This time, it's the "they haven't lived it, so they just don't get it" accusation. Both Republicans and Democrats seem to think that the other party's candidate can't empathize or understand certain things about the economy because of where they come from and how they've lived.
Just recently at the GOP convention, Sen. Kelly Ayotte (R-NH), RNC chair Reince Priebus, and GOP presidential candidate former Gov.
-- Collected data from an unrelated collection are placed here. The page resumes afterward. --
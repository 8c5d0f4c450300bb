use std::fmt::{Display, Formatter};

use serde::Serialize;

use crate::error::VerifyError;

/// The shape of the simulated cache: `2^s` sets of `E` lines, each holding `2^b` bytes
#[derive(Debug, Copy, Clone, Eq, PartialEq, Hash, Serialize)]
pub struct Geometry {
    index_bits: u32,
    associativity: u32,
    offset_bits: u32,
}

impl Geometry {
    /// Creates a geometry, checking that `s + b <= 64` and `E >= 1`
    pub fn new(index_bits: u32, associativity: u32, offset_bits: u32) -> Result<Self, VerifyError> {
        if associativity == 0 {
            return Err(VerifyError::Config("associativity must be at least 1".to_string()));
        }
        if index_bits.checked_add(offset_bits).map_or(true, |sum| sum > u64::BITS) {
            return Err(VerifyError::Config(format!(
                "index bits ({index_bits}) and offset bits ({offset_bits}) exceed the 64 bit address"
            )));
        }
        Ok(Self {
            index_bits,
            associativity,
            offset_bits,
        })
    }

    pub fn index_bits(&self) -> u32 {
        self.index_bits
    }

    pub fn associativity(&self) -> u32 {
        self.associativity
    }

    pub fn offset_bits(&self) -> u32 {
        self.offset_bits
    }

    pub fn tag_bits(&self) -> u32 {
        u64::BITS - self.index_bits - self.offset_bits
    }
}

impl Display for Geometry {
    fn fmt(&self, f: &mut Formatter<'_>) -> std::fmt::Result {
        write!(f, "s={} E={} b={}", self.index_bits, self.associativity, self.offset_bits)
    }
}

/// An address split into its tag, set index, and block offset
#[derive(Debug, Copy, Clone, Eq, PartialEq)]
pub struct AddressFields {
    pub tag: u64,
    pub index: u64,
    pub offset: u64,
    geometry: Geometry,
}

// Width 64 is a valid field, so `1 << bits` can't be used directly
fn low_mask(bits: u32) -> u64 {
    u64::MAX.checked_shr(u64::BITS - bits).filter(|_| bits > 0).unwrap_or(0)
}

fn shift_right(value: u64, bits: u32) -> u64 {
    value.checked_shr(bits).unwrap_or(0)
}

fn shift_left(value: u64, bits: u32) -> u64 {
    value.checked_shl(bits).unwrap_or(0)
}

impl AddressFields {
    /// Splits an address, least significant field first: offset, then index, then tag
    pub fn decompose(address: u64, geometry: Geometry) -> Self {
        let b = geometry.offset_bits;
        let s = geometry.index_bits;
        Self {
            offset: address & low_mask(b),
            index: shift_right(address, b) & low_mask(s),
            tag: shift_right(address, b + s) & low_mask(geometry.tag_bits()),
            geometry,
        }
    }

    /// Puts the fields back together as `tag ∥ index ∥ offset`
    pub fn reassemble(&self) -> u64 {
        let b = self.geometry.offset_bits;
        let s = self.geometry.index_bits;
        shift_left(self.tag, b + s) | shift_left(self.index, b) | self.offset
    }

    /// Binary digits of `(tag, index, offset)`, most significant bit first, padded to the
    /// field width. A zero width field renders as an empty string
    pub fn to_binary(&self) -> [String; 3] {
        [
            render_binary(self.tag, self.geometry.tag_bits()),
            render_binary(self.index, self.geometry.index_bits),
            render_binary(self.offset, self.geometry.offset_bits),
        ]
    }

    /// Hexadecimal values of `(tag, index, offset)`
    pub fn to_hex(&self) -> [String; 3] {
        [
            format!("{:#x}", self.tag),
            format!("{:#x}", self.index),
            format!("{:#x}", self.offset),
        ]
    }

    /// Renders the fields as a boxed table with a binary row and a hex row
    ///
    /// ```text
    /// +--------+-------+--------+
    /// | tag    | index | offset |
    /// +--------+-------+--------+
    /// ...
    /// ```
    pub fn render_table(&self) -> String {
        let header = ["tag", "index", "offset"].map(String::from);
        render_table(&[header, self.to_binary(), self.to_hex()])
    }
}

fn render_binary(value: u64, width: u32) -> String {
    if width == 0 {
        return String::new();
    }
    format!("{value:0width$b}", width = width as usize)
}

/// Formats rows of cells as a table, the first row being the header
pub fn render_table<const N: usize>(rows: &[[String; N]]) -> String {
    let widths: Vec<usize> = (0..N)
        .map(|column| {
            let longest = rows.iter().map(|row| row[column].len() + 2).max().unwrap_or(2);
            // Rounded up rather than down, a column is never narrower than its widest cell
            (longest + 3) / 4 * 4 + 1
        })
        .collect();
    let bar = widths.iter().fold(String::from("+"), |mut bar, width| {
        bar.push_str(&"-".repeat(*width));
        bar.push('+');
        bar
    });
    let format_row = |row: &[String; N]| {
        row.iter().zip(&widths).fold(String::from("|"), |mut line, (cell, width)| {
            line.push(' ');
            line.push_str(cell);
            line.push_str(&" ".repeat(width.saturating_sub(cell.len() + 1)));
            line.push('|');
            line
        })
    };
    let mut out = Vec::with_capacity(rows.len() + 3);
    out.push(bar.clone());
    if let Some((header, body)) = rows.split_first() {
        out.push(format_row(header));
        out.push(bar.clone());
        out.extend(body.iter().map(format_row));
    }
    out.push(bar);
    out.join("\n")
}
Mitt Romney (R-MA) all made the argument that:
Because he's never run a business and hardly even worked in the private sector, President Barack Obama can't know what it takes to promote job creation.(Radio pundit Rush Limbaugh earlier made the same argument, too.)
And, just a week later at the DNC convention, Mayor Julian Castro (D-San Antonio), and First Lady Michelle Obama (at least, according to columnist E.J. Dionne Jr.) have all made the argument that:
Because he's a multi-millionaire and has never struggled with money, Romney can't know what it takes to help out poor people in America.(The Progressive Change Campaign Committee is putting out an ad making the same claim about his wife, Ann Romney.)
Notice, both sides seem to think this sort of reasoning is valid, so long as it applies to the other party. They probably consider the argument to be horribly flimsy when it's made against their own candidate.
As usual, double-standards reign in American politics. The empty rhetoric used against you becomes insightful criticism when it's used against your opponent.